Pisciculture is an important source of employment in the South 24 Parganas district. As of 2001, more than 4.5 lakh people were engaged in pisciculture. Out of this 2.57 lakhs were from the 13 blocks in the Sundarbans settlements.

===Banking===
In 2013-14, the Diamond Harbour II CD block had offices of 10 commercial banks and 1 gramin banks.

===Backward Regions Grant Fund===
The South 24 Parganas district is listed as a backward region and receives financial support from the Backward Regions Grant Fund. The fund, created by the Government of India, is designed to redress regional imbalances in development. As of 2012, 272 districts across the country were listed under this scheme. The list includes 11 districts of West Bengal.

==Transport==
The Diamond Harbour II CD block has 5 ferry services, 17 originating/ terminating bus routes. The nearest railway station is 8 km from the block headquarters.

==Education==
In 2013-14, the Diamond Harbour II CD block had 118 primary schools with 9,375 students, 5 middle schools with 412 students, 14 high schools with 4,736 students and 11 higher secondary schools with 8,300 students.
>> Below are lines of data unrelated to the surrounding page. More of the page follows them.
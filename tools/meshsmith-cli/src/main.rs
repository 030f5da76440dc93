//! meshsmith - procedural mesh generator
//!
//! Generates single shapes or whole scene manifests and writes them as
//! Wavefront OBJ files.

mod manifest;

use anyhow::{Context, Result, bail};
use clap::{Parser, Subcommand};
use meshsmith::{Shape, save_obj};
use std::path::PathBuf;
use tracing_subscriber::EnvFilter;

#[derive(Parser)]
#[command(name = "meshsmith")]
#[command(about = "Procedural mesh generator")]
#[command(version)]
struct Cli {
    /// Enable debug logging (overridden by RUST_LOG)
    #[arg(short, long, global = true)]
    verbose: bool,

    #[command(subcommand)]
    command: Commands,
}

#[derive(Subcommand)]
enum Commands {
    /// Generate one shape and write it as OBJ
    Shape {
        /// Shape kind (see `meshsmith kinds`)
        kind: String,

        /// Override a parameter, e.g. `-p radius=2 -p slice_count=32`
        #[arg(short, long = "param", value_name = "KEY=VALUE")]
        params: Vec<String>,

        /// Output .obj file (default: <kind>.obj)
        #[arg(short, long)]
        output: Option<PathBuf>,
    },

    /// Build every shape in a scene manifest
    Scene {
        /// Path to scene.toml manifest
        #[arg(default_value = "scene.toml")]
        manifest: PathBuf,

        /// Output directory (default: the scene name)
        #[arg(short, long)]
        output: Option<PathBuf>,
    },

    /// Validate a scene manifest without writing anything
    Check {
        /// Path to scene.toml manifest
        #[arg(default_value = "scene.toml")]
        manifest: PathBuf,
    },

    /// List shape kinds and their default parameters
    Kinds,
}

fn main() -> Result<()> {
    let cli = Cli::parse();

    // Initialize logging
    let default_level = if cli.verbose { "debug" } else { "info" };
    tracing_subscriber::fmt()
        .with_env_filter(
            EnvFilter::try_from_default_env().unwrap_or_else(|_| EnvFilter::new(default_level)),
        )
        .init();

    match cli.command {
        Commands::Shape {
            kind,
            params,
            output,
        } => {
            let shape = parse_shape(&kind, &params)?;
            let mesh = shape
                .build()
                .with_context(|| format!("Failed to build {kind}"))?;

            let output = output.unwrap_or_else(|| PathBuf::from(format!("{kind}.obj")));
            save_obj(&mesh, &output, &kind)
                .with_context(|| format!("Failed to write {}", output.display()))?;
            tracing::info!(
                "Wrote {} ({} vertices, {} triangles) to {}",
                kind,
                mesh.vertex_count(),
                mesh.triangle_count(),
                output.display()
            );
        }

        Commands::Scene { manifest, output } => {
            tracing::info!("Building scene from {}", manifest.display());
            let config = manifest::load_manifest(&manifest)?;
            manifest::check_names(&config)?;

            let meshes = manifest::build_all(&config)?;
            let out_dir = output.unwrap_or_else(|| PathBuf::from(&config.scene.name));
            tracing::info!("Scene '{}' submeshes:", config.scene.name);
            let table = manifest::write_scene(&config, &meshes, &out_dir)?;

            tracing::info!(
                "Wrote {} shapes ({} vertices, {} indices) to {}",
                table.submeshes.len(),
                table.vertex_count,
                table.index_count,
                out_dir.display()
            );
        }

        Commands::Check { manifest } => {
            tracing::info!("Checking manifest {}", manifest.display());
            let config = manifest::load_manifest(&manifest)?;
            manifest::validate(&config)?;
            tracing::info!(
                "Manifest is valid! ({} shapes in scene '{}')",
                config.shapes.len(),
                config.scene.name
            );
        }

        Commands::Kinds => {
            for kind in Shape::KINDS {
                let shape = parse_shape(kind, &[])?;
                let defaults = toml::to_string(&shape).context("Failed to format defaults")?;
                println!("[{kind}]");
                for line in defaults.lines().filter(|l| !l.starts_with("kind")) {
                    println!("  {line}");
                }
            }
        }
    }

    Ok(())
}

/// Build a [`Shape`] from a kind and `KEY=VALUE` overrides
///
/// Values that parse as integers or floats are passed as numbers; anything
/// else is rejected, since every shape parameter is numeric.
fn parse_shape(kind: &str, params: &[String]) -> Result<Shape> {
    let mut table = toml::Table::new();
    table.insert("kind".to_string(), toml::Value::String(kind.to_string()));

    for param in params {
        let Some((key, value)) = param.split_once('=') else {
            bail!("parameter '{param}' is not KEY=VALUE");
        };
        let (key, value) = (key.trim(), value.trim());

        let value = if let Ok(int) = value.parse::<i64>() {
            toml::Value::Integer(int)
        } else if let Ok(float) = value.parse::<f64>() {
            toml::Value::Float(float)
        } else {
            bail!("parameter '{key}' must be a number, got '{value}'");
        };

        if table.insert(key.to_string(), value).is_some() {
            bail!("parameter '{key}' given more than once");
        }
    }

    manifest::shape_from_table(table)
}
//! Surface resource bindings over the cairo 2D graphics library.
//!
//! cairo is reached through [`ffi`] (`cairo-sys-rs`). On top of it this
//! crate provides owning wrappers ([`Surface`], [`ImageSurface`],
//! [`AnySurface`]) that turn statuses into [`Error`]s, bridge cairo's
//! stream callbacks to `std::io`, and keep host buffers alive while cairo
//! may read them ([`KeepAlive`]).
//!
//! # Thread Safety
//!
//! Surfaces are NOT `Send` or `Sync`. All operations on a surface must occur
//! from the thread that created it. The [`KeepAlive`] registry is the only
//! process-wide state and is internally synchronized.
//!
//! # Memory Management
//!
//! - Each wrapper owns one cairo reference and releases it on drop
//! - cairo constructors never return NULL; failures come back as error
//!   surfaces, which the wrappers destroy before reporting the error
//! - Mime data is released through its destroy notification when the entry
//!   is replaced or removed, or when the last surface reference goes away
//!
//! # Example
//!
//! ```
//! use lumen::{Format, ImageSurface};
//!
//! let mut surface = ImageSurface::create(Format::Argb32, 16, 16)?;
//! surface.data()?.fill(0xff);
//!
//! let mut png = Vec::new();
//! surface.write_to_png(&mut png)?;
//! let decoded = ImageSurface::create_from_png(&mut png.as_slice())?;
//! assert_eq!(decoded.width(), 16);
//! # Ok::<(), lumen::Error>(())
//! ```

#![allow(clippy::missing_safety_doc)]

pub use cairo_sys as ffi;

mod dispatch;
mod enums;
mod error;
mod ffi_ext;
mod image;
mod keep_alive;
mod status;
mod stream;
mod surface;
mod util;

pub use dispatch::AnySurface;
pub use enums::{Content, Format, Rectangle, Status, SurfaceType};
pub use error::{Error, Result};
pub use image::{ImageSurface, ImageSurfaceData};
pub use keep_alive::{DestroyFunc, KeepAlive};
pub use surface::Surface;

#[cfg(test)]
mod tests {
    use super::*;
    use std::io::Cursor;
    use std::sync::Arc;

    #[test_log::test]
    fn test_cairo_surface_wrapped_from_c() {
        // A handle created on the C side, then handed over to the bindings.
        let raw = unsafe { ffi::cairo_image_surface_create(Format::A8.into_raw(), 3, 3) };
        let any = AnySurface::from_surface(unsafe { Surface::from_raw_full(raw) }.unwrap());
        let image = any.into_image().unwrap();
        assert_eq!(image.stride(), 4);
        assert_eq!(image.reference_count(), 1);
    }

    #[test_log::test]
    fn test_decode_then_attach_source() {
        let mut surface = ImageSurface::create(Format::Argb32, 4, 4).unwrap();
        surface.data().unwrap().fill(0xff);
        let mut png = Vec::new();
        surface.write_to_png(&mut png).unwrap();
        let png: Arc<[u8]> = png.into();

        let mut decoded = ImageSurface::create_from_png(&mut Cursor::new(&png[..])).unwrap();
        assert_eq!(decoded.data().unwrap()[..4], [0xff; 4]);
        decoded.set_mime_data("image/png", Arc::clone(&png)).unwrap();

        // The attached source is what a later export would reuse.
        assert_eq!(
            decoded.mime_data("image/png").unwrap().as_deref(),
            Some(&png[..])
        );
        // Pixel access flushes, which detaches the now stale source.
        drop(decoded.data().unwrap());
        assert_eq!(decoded.mime_data("image/png").unwrap(), None);
        assert_eq!(Arc::strong_count(&png), 1);
    }

    #[test_log::test]
    fn test_similar_chain_preserves_tags() {
        let recording = Surface::create_recording(Content::ColorAlpha, None).unwrap();
        let similar = recording.create_similar(Content::Color, 8, 8).unwrap();
        assert_eq!(similar.surface_type(), SurfaceType::Recording);
        assert!(similar.as_image().is_none());

        let image = similar.create_similar_image(Format::A1, 8, 8).unwrap();
        let again = image.create_similar(Content::Alpha, 2, 2).unwrap();
        assert_eq!(again.as_image().map(|image| image.format()), Some(Format::A8));
    }

    #[test_log::test]
    fn test_surface_from_config() {
        let (format, width, height): (Format, i32, i32) =
            serde_json::from_str(r#"["rgb24", 12, 4]"#).unwrap();
        let surface = ImageSurface::create(format, width, height).unwrap();
        assert_eq!(surface.format(), Format::Rgb24);
        assert_eq!(surface.stride(), 48);
    }
}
Diamond Harbour II CD block had 2 technical and professional institutions with 1,474 students and 275 institutions for special and non-formal education with 12,571 students. Diamond Harbour municipal area (outside the CD blocks) had a general degree college with 5,213 students.

See also – Education in India

According to the 2011 census, in the Diamond Harbour II CD block, among the 89 inhabited villages, all villages have schools, 37 villages had two or more primary schools, 29 villages had at least 1 primary and 1 middle school and 23 villages had at least 1 middle and 1 secondary school.

- Diamond Harbour Women's University was established at Sarisha in 2013.
- Neotia Institute of Technology Management and Science was established at PO Amira in 2002.
- Shishuram Das College was established at Bhushna, Kamarzole in 2010,

==Healthcare==
In 2014, the Diamond Harbour II CD block had 1 block primary health centre, 1 primary health centre and 11 private nursing homes with total 95 beds and 18 doctors (excluding private bodies). It had 22 family welfare subcentres. 1,751 patients were treated indoor and 182,116 patients were treated outdoor in the hospitals, health centres and subcentres of the CD block.

According to the 2011 census, in the Diamond Harbour II CD block, 1 village had a community health centre, 5 villages had primary health centres, 33 villages had primary health subcentres, 19 villages had maternity and child welfare centres, 2 villages had veterinary hospitals, 16 villages had medicine shops and out of the 89 inhabited villages 26 villages had no medical facilities.

Sarisha Block Primary Health Centre at Sarisha, with 15 beds, is the major government medical facility in the Diamond Harbour II CD block. There are primary health centres at Gandia Raghunathpur (with 6 beds) and Paschim Bhabanipur (PO Mukundapur) (with 6 beds).